(Data shown)
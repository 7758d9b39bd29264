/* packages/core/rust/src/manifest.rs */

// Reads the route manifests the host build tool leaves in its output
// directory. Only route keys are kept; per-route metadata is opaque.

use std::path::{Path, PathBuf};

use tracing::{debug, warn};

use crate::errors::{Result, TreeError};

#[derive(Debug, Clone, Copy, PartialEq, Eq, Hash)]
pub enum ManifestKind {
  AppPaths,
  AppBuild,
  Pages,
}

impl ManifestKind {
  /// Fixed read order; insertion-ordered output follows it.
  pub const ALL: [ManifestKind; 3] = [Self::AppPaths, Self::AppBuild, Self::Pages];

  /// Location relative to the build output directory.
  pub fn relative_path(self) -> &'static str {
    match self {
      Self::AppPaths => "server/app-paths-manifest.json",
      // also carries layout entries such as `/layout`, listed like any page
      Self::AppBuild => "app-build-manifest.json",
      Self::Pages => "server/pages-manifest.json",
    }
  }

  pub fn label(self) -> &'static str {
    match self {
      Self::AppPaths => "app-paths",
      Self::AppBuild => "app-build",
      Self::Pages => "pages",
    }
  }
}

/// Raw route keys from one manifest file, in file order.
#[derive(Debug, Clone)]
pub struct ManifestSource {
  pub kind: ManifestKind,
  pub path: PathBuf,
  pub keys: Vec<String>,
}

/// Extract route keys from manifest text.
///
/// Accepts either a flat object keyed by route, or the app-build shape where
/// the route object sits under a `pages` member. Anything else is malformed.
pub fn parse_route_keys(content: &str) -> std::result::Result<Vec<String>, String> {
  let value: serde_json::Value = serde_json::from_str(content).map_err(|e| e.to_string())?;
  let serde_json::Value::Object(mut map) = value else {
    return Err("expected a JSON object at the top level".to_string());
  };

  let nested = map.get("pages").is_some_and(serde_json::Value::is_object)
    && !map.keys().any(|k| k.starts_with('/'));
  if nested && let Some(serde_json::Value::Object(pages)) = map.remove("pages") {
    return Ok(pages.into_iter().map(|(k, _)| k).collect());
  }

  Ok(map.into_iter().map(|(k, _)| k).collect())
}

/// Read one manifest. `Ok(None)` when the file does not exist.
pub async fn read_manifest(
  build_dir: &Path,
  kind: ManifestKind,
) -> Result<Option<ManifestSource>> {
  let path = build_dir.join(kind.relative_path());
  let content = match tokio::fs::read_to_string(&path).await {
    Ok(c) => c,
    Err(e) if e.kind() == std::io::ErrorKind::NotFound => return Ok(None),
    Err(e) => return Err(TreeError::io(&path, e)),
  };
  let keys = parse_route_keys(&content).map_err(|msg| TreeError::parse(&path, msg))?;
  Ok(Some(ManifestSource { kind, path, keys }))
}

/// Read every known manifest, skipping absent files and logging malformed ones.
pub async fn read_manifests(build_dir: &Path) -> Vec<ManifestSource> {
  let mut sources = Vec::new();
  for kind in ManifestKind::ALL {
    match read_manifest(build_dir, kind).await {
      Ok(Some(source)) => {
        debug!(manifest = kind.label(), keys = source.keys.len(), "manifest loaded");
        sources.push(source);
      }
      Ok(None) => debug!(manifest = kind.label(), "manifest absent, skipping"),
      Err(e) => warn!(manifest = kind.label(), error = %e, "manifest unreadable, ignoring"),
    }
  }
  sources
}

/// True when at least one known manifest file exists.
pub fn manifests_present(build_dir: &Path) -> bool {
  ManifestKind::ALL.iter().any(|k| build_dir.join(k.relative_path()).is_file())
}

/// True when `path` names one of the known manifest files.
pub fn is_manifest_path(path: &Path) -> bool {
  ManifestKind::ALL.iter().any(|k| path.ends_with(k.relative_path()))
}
(End Data shown)
▶ [Task description]: Find the lines that mention "when" in the entries and show them.

▶ [Solved exercise]:
/// Read one manifest. `Ok(None)` when the file does not exist.
/// True when at least one known manifest file exists.
/// True when `path` names one of the known manifest files.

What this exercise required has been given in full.